● **Required work**
In total, how many lines of the data contain the word "other"? Only that number is wanted.

● **Material for the task**
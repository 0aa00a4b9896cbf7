//! Plan tiers and the fixed tier → feature / seat mapping

use serde::{Deserialize, Serialize};
use std::collections::BTreeSet;

/// Subscription plan tier, ordered `Starter < Professional < Business`.
#[derive(Debug, Clone, Copy, PartialEq, Eq, PartialOrd, Ord, Hash, Serialize, Deserialize)]
#[serde(rename_all = "snake_case")]
pub enum PlanTier {
    Starter,
    Professional,
    Business,
}

impl PlanTier {
    pub const ALL: [PlanTier; 3] = [Self::Starter, Self::Professional, Self::Business];

    /// Parse from database / API string value (lowercase)
    pub fn parse(raw: &str) -> Option<Self> {
        match raw {
            "starter" => Some(Self::Starter),
            "professional" => Some(Self::Professional),
            "business" => Some(Self::Business),
            _ => None,
        }
    }

    /// Database string representation (lowercase)
    pub fn as_str(&self) -> &'static str {
        match self {
            Self::Starter => "starter",
            Self::Professional => "professional",
            Self::Business => "business",
        }
    }

    /// Features enabled for this tier
    pub fn features(&self) -> FeatureSet {
        let features: &[Feature] = match self {
            Self::Starter => STARTER_FEATURES,
            Self::Professional => PROFESSIONAL_FEATURES,
            Self::Business => BUSINESS_FEATURES,
        };
        features.iter().copied().collect()
    }

    /// Crew seat ceiling. `None` = unbounded.
    pub fn max_crew_members(&self) -> Option<u32> {
        match self {
            Self::Starter => Some(3),
            Self::Professional => Some(10),
            Self::Business => None,
        }
    }
}

impl std::fmt::Display for PlanTier {
    fn fmt(&self, f: &mut std::fmt::Formatter<'_>) -> std::fmt::Result {
        f.write_str(self.as_str())
    }
}

/// Feature flag gated by plan tier
#[derive(Debug, Clone, Copy, PartialEq, Eq, PartialOrd, Ord, Hash, Serialize, Deserialize)]
#[serde(rename_all = "camelCase")]
pub enum Feature {
    Jobs,
    Quotes,
    Invoices,
    Customers,
    Reports,
    Scheduling,
    PurchaseOrders,
    Leads,
    Products,
    Chat,
    Branding,
    Api,
}

const STARTER_FEATURES: &[Feature] = &[
    Feature::Jobs,
    Feature::Quotes,
    Feature::Invoices,
    Feature::Customers,
];

const PROFESSIONAL_FEATURES: &[Feature] = &[
    Feature::Jobs,
    Feature::Quotes,
    Feature::Invoices,
    Feature::Customers,
    Feature::Reports,
    Feature::Scheduling,
    Feature::PurchaseOrders,
    Feature::Leads,
    Feature::Products,
];

const BUSINESS_FEATURES: &[Feature] = &[
    Feature::Jobs,
    Feature::Quotes,
    Feature::Invoices,
    Feature::Customers,
    Feature::Reports,
    Feature::Scheduling,
    Feature::PurchaseOrders,
    Feature::Leads,
    Feature::Products,
    Feature::Chat,
    Feature::Branding,
    Feature::Api,
];

/// Set of enabled features, serialized as a sorted array of camelCase names.
#[derive(Debug, Clone, Default, PartialEq, Eq, Serialize, Deserialize)]
#[serde(transparent)]
pub struct FeatureSet(BTreeSet<Feature>);

impl FeatureSet {
    pub fn contains(&self, feature: Feature) -> bool {
        self.0.contains(&feature)
    }

    pub fn is_subset(&self, other: &FeatureSet) -> bool {
        self.0.is_subset(&other.0)
    }

    pub fn iter(&self) -> impl Iterator<Item = Feature> + '_ {
        self.0.iter().copied()
    }

    pub fn len(&self) -> usize {
        self.0.len()
    }

    pub fn is_empty(&self) -> bool {
        self.0.is_empty()
    }
}

impl FromIterator<Feature> for FeatureSet {
    fn from_iter<I: IntoIterator<Item = Feature>>(iter: I) -> Self {
        Self(iter.into_iter().collect())
    }
}

#[cfg(test)]
mod tests {
    use super::*;

    #[test]
    fn higher_tiers_are_supersets() {
        for lower in PlanTier::ALL {
            for higher in PlanTier::ALL.into_iter().filter(|t| *t > lower) {
                let lo = lower.features();
                let hi = higher.features();
                assert!(lo.is_subset(&hi), "{lower} ⊄ {higher}");
                assert!(hi.len() > lo.len(), "{higher} must add features over {lower}");
            }
        }
    }

    #[test]
    fn seat_ceilings() {
        assert_eq!(PlanTier::Starter.max_crew_members(), Some(3));
        assert_eq!(PlanTier::Professional.max_crew_members(), Some(10));
        assert_eq!(PlanTier::Business.max_crew_members(), None);
    }

    #[test]
    fn parse_rejects_unknown() {
        assert_eq!(PlanTier::parse("business"), Some(PlanTier::Business));
        assert_eq!(PlanTier::parse("Business"), None);
        assert_eq!(PlanTier::parse("enterprise"), None);
        assert_eq!(PlanTier::parse(""), None);
    }

    #[test]
    fn chat_is_business_only() {
        assert!(!PlanTier::Starter.features().contains(Feature::Chat));
        assert!(!PlanTier::Professional.features().contains(Feature::Chat));
        assert!(PlanTier::Business.features().contains(Feature::Chat));
    }

    #[test]
    fn feature_set_serializes_camel_case() {
        let set: FeatureSet = [Feature::PurchaseOrders, Feature::Jobs].into_iter().collect();
        let json = serde_json::to_string(&set).unwrap();
        assert_eq!(json, r#"["jobs","purchaseOrders"]"#);
    }
}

● **Solution to this exercise**
2